If you’ve ever come home from the store with far more red peppers than you planned to buy, this roasted red pepper soup is one of the best ways to turn that extra produce into something deeply flavorful.
Sweet roasted peppers, aromatic herbs, briny capers, and a touch of butter create a comforting homemade soup that feels both rustic and elevated. The secret ingredient? Capers — their tangy, salty bite brightens the sweetness of roasted peppers and adds a layer of sophistication many traditional red pepper soups miss.
Store-bought roasted red pepper soup may be convenient, but homemade delivers fresher flavor, customizable texture, and a richer aroma. Roasting the peppers first intensifies their natural sweetness while thyme, rosemary, parsley, and garlic create an herbaceous backbone.
Tiny pasta adds body, making this soup hearty enough for lunch or dinner, while Parmesan cheese finishes each bowl beautifully.
Perfect for chilly evenings, light summer lunches, or meal prep, this soup freezes well and makes use of surplus peppers in the most delicious way possible.
Why Capers Are the Secret Ingredient
Capers may seem unexpected in soup, but their bold, briny character balances the mellow sweetness of roasted peppers.
Instead of overpowering the dish, they brighten it, cut richness, and add subtle complexity. Combined with butter and herbs, they transform a simple vegetable soup into something memorable.
Ingredients
- 6 large red peppers, halved and deseeded
- Olive oil
- 1 tablespoon thyme
- 32-ounce carton non-salted chicken stock
- 1 teaspoon garlic salt
- 2 tablespoons butter
- 2 tablespoons chopped Italian parsley
- 1 tablespoon dried rosemary
- 2 tablespoons chopped un-rinsed capers
- 1/2 cup tiny pasta
- Parmesan cheese for garnish
Method
- Preheat oven to 425°F.
- Coat a baking pan with cooking spray. Arrange peppers cut-side down, drizzle generously with olive oil, and sprinkle with thyme.
- Roast for about 30 minutes, turning once, until softened and lightly charred.
- Cool slightly, then remove skins if desired.
- Transfer peppers to a soup pot with chicken stock and puree using an immersion blender.
- Add garlic salt, butter, parsley, rosemary, and capers. Simmer covered for 15 minutes.
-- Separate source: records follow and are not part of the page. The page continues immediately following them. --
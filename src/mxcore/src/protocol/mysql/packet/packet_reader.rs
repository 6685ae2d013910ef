use crate::protocol::mysql::packet::{packet, Packet};

use std::io;
use std::io::prelude::*;

use tokio::io::AsyncRead;
use tokio::io::AsyncReadExt;

const PACKET_BUFFER_SIZE: usize = 4096;
const PACKET_LARGE_BUFFER_SIZE: usize = 1048576;

#[macro_export]
macro_rules! async_packet_read {
    ($reader: expr) => {{
        use tracing::warn;
        let rs = $reader.next_async().await;
        if rs.is_err() {
            warn!("read pkg err = {:?}", rs);
        }
        rs?.ok_or_else(|| {
            warn!("pkg is none");
            std::io::Error::new(
                std::io::ErrorKind::ConnectionAborted,
                "connection disconnect.",
            )
        })?
    }};
}

/// [PacketReader] represents reading data from a TcpStream and parsing it into a MySQL [`Packet`](Packet)
#[derive(Clone)]
pub struct PacketReader<R> {
    bytes: Vec<u8>,
    start: usize,
    remaining: usize,
    pub r: R,
}

impl<R> PacketReader<R> {
    pub fn new(r: R) -> Self {
        PacketReader {
            bytes: Vec::new(),
            start: 0,
            remaining: 0,
            r,
        }
    }
}

impl<R: Read> PacketReader<R> {
    // #[allow(dead_code)]
    pub fn next_read(&mut self) -> io::Result<Option<(u8, Packet)>> {
        self.start = self.bytes.len() - self.remaining;

        loop {
            if self.remaining != 0 {
                let bytes = {
                    // NOTE: this is all sorts of unfortunate. what we really want to do is to give
                    // &self.bytes[self.start..] to `packet()`, and the lifetimes should all work
                    // out. however, without NLL, borrowck doesn't realize that self.bytes is no
                    // longer borrowed after the match, and so can be mutated.
                    let bytes = &self.bytes[self.start..];
                    unsafe { ::std::slice::from_raw_parts(bytes.as_ptr(), bytes.len()) }
                };

                match packet(bytes) {
                    Ok((rest, p)) => {
                        self.remaining = rest.len();
                        return Ok(Some(p));
                    }
                    Err(nom::Err::Incomplete(_)) | Err(nom::Err::Error(_)) => {}
                    Err(nom::Err::Failure(ctx)) => {
                        return Err(io::Error::new(
                            io::ErrorKind::InvalidData,
                            format!("{:?}", ctx),
                        ));
                    }
                }
            }

            // we need to read some more
            self.bytes.drain(0..self.start);
            self.start = 0;
            let end = self.bytes.len();
            self.bytes.resize(std::cmp::max(4096, end * 2), 0);
            let read = {
                let buf = &mut self.bytes[end..];
                self.r.read(buf)?
            };
            self.bytes.truncate(end + read);
            self.remaining = self.bytes.len();

            if read == 0 {
                if self.bytes.is_empty() {
                    return Ok(None);
                } else {
                    return Err(io::Error::new(
                        io::ErrorKind::UnexpectedEof,
                        format!("{} unhandled bytes", self.bytes.len()),
                    ));
                }
            }
        }
    }
}

impl<R: AsyncRead + Unpin> AsyncRead for PacketReader<R> {
    fn poll_read(
        mut self: std::pin::Pin<&mut Self>,
        cx: &mut std::task::Context<'_>,
        buf: &mut tokio::io::ReadBuf<'_>,
    ) -> std::task::Poll<io::Result<()>> {
        if self.remaining != 0 {
            buf.put_slice(&self.bytes[self.start..]);
            self.bytes.clear();
            self.start = 0;
            self.remaining = 0;
            std::task::Poll::Ready(Ok(()))
        } else {
            std::pin::Pin::new(&mut self.r).poll_read(cx, buf)
        }
    }
}

impl<R: AsyncRead + Unpin> PacketReader<R> {
    pub async fn next_async(&mut self) -> io::Result<Option<(u8, Packet)>> {
        self.start = self.bytes.len() - self.remaining;

        let mut buffer_size = PACKET_BUFFER_SIZE;
        loop {
            if self.remaining != 0 {
                let bytes = {
                    // NOTE: this is all sorts of unfortunate. what we really want to do is to give
                    // &self.bytes[self.start..] to `packet()`, and the lifetimes should all work
                    // out. however, without NLL, borrowck doesn't realize that self.bytes is no
                    // longer borrowed after the match, and so can be mutated.
                    let bytes = &self.bytes[self.start..];
                    unsafe { ::std::slice::from_raw_parts(bytes.as_ptr(), self.remaining) }
                };
                match packet(bytes) {
                    Ok((rest, p)) => {
                        self.remaining = rest.len();
                        if self.remaining > 0 {
                            self.bytes = rest.to_vec();
                            self.start = 0;
                        }
                        return Ok(Some(p));
                    }
                    Err(nom::Err::Incomplete(_)) | Err(nom::Err::Error(_)) => {}
                    Err(nom::Err::Failure(ctx)) => {
                        self.bytes.truncate(self.remaining);
                        return Err(io::Error::new(
                            io::ErrorKind::InvalidData,
                            format!("{:?}", ctx),
                        ));
                    }
                }
            }

            // we need to read some more
            self.bytes.drain(0..self.start);
            self.start = 0;
            let end = self.remaining;

            if self.bytes.len() - end < buffer_size {
                let new_len = std::cmp::max(buffer_size, end * 2);
                self.bytes.resize(new_len, 0);
            }
            let read = {
                let buf = &mut self.bytes[end..];
                self.r.read(buf).await?
            };
            self.remaining = end + read;
            // use a larger buffer size to reduce bytes resize times.
            buffer_size = PACKET_LARGE_BUFFER_SIZE;
            if read == 0 {
                self.bytes.truncate(self.remaining);
                if self.bytes.is_empty() {
                    return Ok(None);
                } else {
                    return Err(io::Error::new(
                        io::ErrorKind::UnexpectedEof,
                        format!("{} unhandled bytes", self.bytes.len()),
                    ));
                }
            }
        }
    }
}
use anyhow::anyhow;
use parking_lot::RwLock;
use std::ffi::CString;
use std::path::Path;
use std::sync::atomic::{AtomicBool, Ordering};
use std::sync::Arc;
use std::time::Duration;
use std::{env, fs};
use tikv_jemalloc_ctl::{epoch as jemalloc_epoch, prof as jemalloc_prof, stats as jemalloc_stats};
use tracing::{info, warn};

const OPT_PROF: &[u8] = b"opt.prof\0";

const HEAP_FILE_PREFIX: &str = "%Y-%m-%d-%H-%M-%S";

pub async fn heap_analysis(heap_file_path: String) -> anyhow::Result<()> {
    let executable_path = env::current_exe()?;
    let jeprof_path = env::current_dir()?.join("jeprof");
    info!("jeprof_run executable_path = {:?}", executable_path);

    let prof_cmd = move || {
        std::process::Command::new(jeprof_path)
            .arg("--collapsed")
            .arg(executable_path)
            .arg(Path::new(&heap_file_path))
            .output()
    };

    match tokio::task::spawn_blocking(prof_cmd).await.unwrap() {
        Ok(output) => {
            info!("jeprof_run command exec ok = {:?}", output);
            if output.status.success() {
                fs::write(Path::new("collapsed"), &output.stdout)?;
                Ok(())
            } else {
                info!("jeprof_run command exec err: {:?}", output);
                Err(anyhow!(
                    "jeprof exit with an error. stdout: {}, stderr: {}",
                    String::from_utf8_lossy(&output.stdout),
                    String::from_utf8_lossy(&output.stderr)
                ))
            }
        }
        Err(e) => {
            warn!("heap_profile jeprof_error cause by {:?}", e);
            Err(e.into())
        }
    }
}

#[derive(Debug, Clone)]
pub struct HeapProfileOpts {
    auto_profile: Arc<AtomicBool>,
    tick: Option<Duration>,
    profile_dir: String,
    threshold: f32,
}

impl Default for HeapProfileOpts {
    fn default() -> Self {
        HeapProfileOpts {
            auto_profile: Arc::new(AtomicBool::new(false)),
            tick: None,
            profile_dir: "/tmp/mono_proxy_heap".to_string(),
            threshold: 0.7,
        }
    }
}

pub struct HeapProfiler {
    profile_opts: Arc<RwLock<HeapProfileOpts>>,
    jemalloc_dump_mib: jemalloc_prof::dump_mib,
    jemalloc_allocated_mib: jemalloc_stats::allocated_mib,
    jemalloc_epoch_mib: tikv_jemalloc_ctl::epoch_mib,
    state_rx: tokio::sync::watch::Receiver<bool>,
    state_tx: tokio::sync::watch::Sender<bool>,
}

impl HeapProfiler {
    pub fn new_with_opts(profile_opts: HeapProfileOpts) -> anyhow::Result<Self> {
        let opt_rs = unsafe {
            tikv_jemalloc_ctl::raw::read::<bool>(OPT_PROF)
                .map_err(|e| format!("Failed to read opt.prof. cause by {}", e))
        };
        info!("HeapProfile read opt.prof {:?}", opt_rs);
        let opt_prof = if let Ok(opt_prof) = opt_rs {
            opt_prof
        } else {
            false
        };
        if opt_prof {
            Err(anyhow!(
                "opt.prof != ON please start the mono-proxy \
                with proper MALLOC ENV. e.g. MALLOC_CONF=prof:true"
            ))
        } else {
            fs::create_dir_all(&profile_opts.profile_dir)?;
            let jemalloc_dump_mib = jemalloc_prof::dump::mib().unwrap();
            let jemalloc_allocated_mib = jemalloc_stats::allocated::mib().unwrap();
            let jemalloc_epoch_mib = jemalloc_epoch::mib().unwrap();
            let profile_opts = Arc::new(RwLock::new(profile_opts));
            let (tx, rx) = tokio::sync::watch::channel(false);
            Ok(Self {
                profile_opts,
                jemalloc_dump_mib,
                jemalloc_allocated_mib,
                jemalloc_epoch_mib,
                state_rx: rx,
                state_tx: tx,
            })
        }
    }

    pub fn dump_profile(&self) -> anyhow::Result<String> {
        let file_prefix = chrono::Local::now().format(HEAP_FILE_PREFIX);
        let file_name = format!("{}.mono_proxy", file_prefix);
        let profile_opts = self.profile_opts.read();
        let dir = &profile_opts.profile_dir;
        let file_path = Path::new(dir)
            .join(file_name)
            .to_str()
            .expect("file path is not valid utf8")
            .to_owned();

        let file_path_c = CString::new(file_path).expect("0 byte in file path");
        let dump_rs = self
            .jemalloc_dump_mib
            .write(unsafe { &*(file_path_c.as_c_str() as *const _) });
        match dump_rs {
            Ok(_) => Ok(dir.clone()),
            Err(e) => {
                warn!("HeapProfile {e}");
                Err(anyhow!(e))
            }
        }
    }

    fn change_auto_profile_state(&self, curr: bool, new: bool) -> bool {
        let opts = self.profile_opts.write();
        let cas_rs = opts
            .auto_profile
            .compare_exchange(curr, new, Ordering::Acquire, Ordering::Relaxed)
            .unwrap_or(false);
        cas_rs == curr
    }

    pub fn stop_auto_profile(&self) {
        if self.change_auto_profile_state(true, false) {
            self.state_tx
                .send(true)
                .expect("Can't stop auto heap profile.")
        }
    }

    pub fn start_auto_profile(&'static mut self, total_memory_size: usize) {
        let started = self.change_auto_profile_state(false, true);
        if started {
            let tick = self
                .profile_opts
                .read()
                .tick
                .unwrap_or_else(|| Duration::from_secs(3));

            let threshold = self.profile_opts.read().threshold;
            let threshold_dump_heap = (total_memory_size as f64 * threshold as f64) as usize;
            tokio::spawn(async move {
                let mut interval = tokio::time::interval(tick);
                let mut prev_jemalloc_allocated_bytes = 0;
                // let threshold_dump_heap = self.auto_dump_threshold;
                loop {
                    tokio::select! {
                        rx_changed = self.state_rx.changed() => {
                            if rx_changed.is_ok() && *self.state_rx.borrow_and_update(){
                               info!("HeapProfiler receive stop signal {:?}", rx_changed);
                               return ;
                            }
                        }
                        _ =  interval.tick() => {
                        }
                    }
                    let jemalloc_allocated_bytes = if self.jemalloc_epoch_mib.advance().is_ok() {
                        self.jemalloc_allocated_mib.read().unwrap_or_else(|e| {
                            warn!("HeapProfiler Failed to read allocated {e}");
                            prev_jemalloc_allocated_bytes
                        })
                    } else {
                        prev_jemalloc_allocated_bytes
                    };

                    if jemalloc_allocated_bytes > threshold_dump_heap
                        && prev_jemalloc_allocated_bytes <= threshold_dump_heap
                    {
                        self.dump_profile().expect("filed to heap dump");
                    }
                    prev_jemalloc_allocated_bytes = jemalloc_allocated_bytes;
                }
            });
        } else {
            warn!("HeapProfiler already started!!");
        }
    }
}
- Stir in pasta and cook until al dente.
- Serve topped with Parmesan cheese alongside crusty bread or crackers.
Serving Tips
This soup pairs beautifully with grilled cheese sandwiches, crusty artisan bread, or a fresh green salad. For a richer texture, add a swirl of cream before serving.
Storage
Make a double batch and freeze portions for easy meals later. It reheats beautifully, making it ideal for busy weeknights.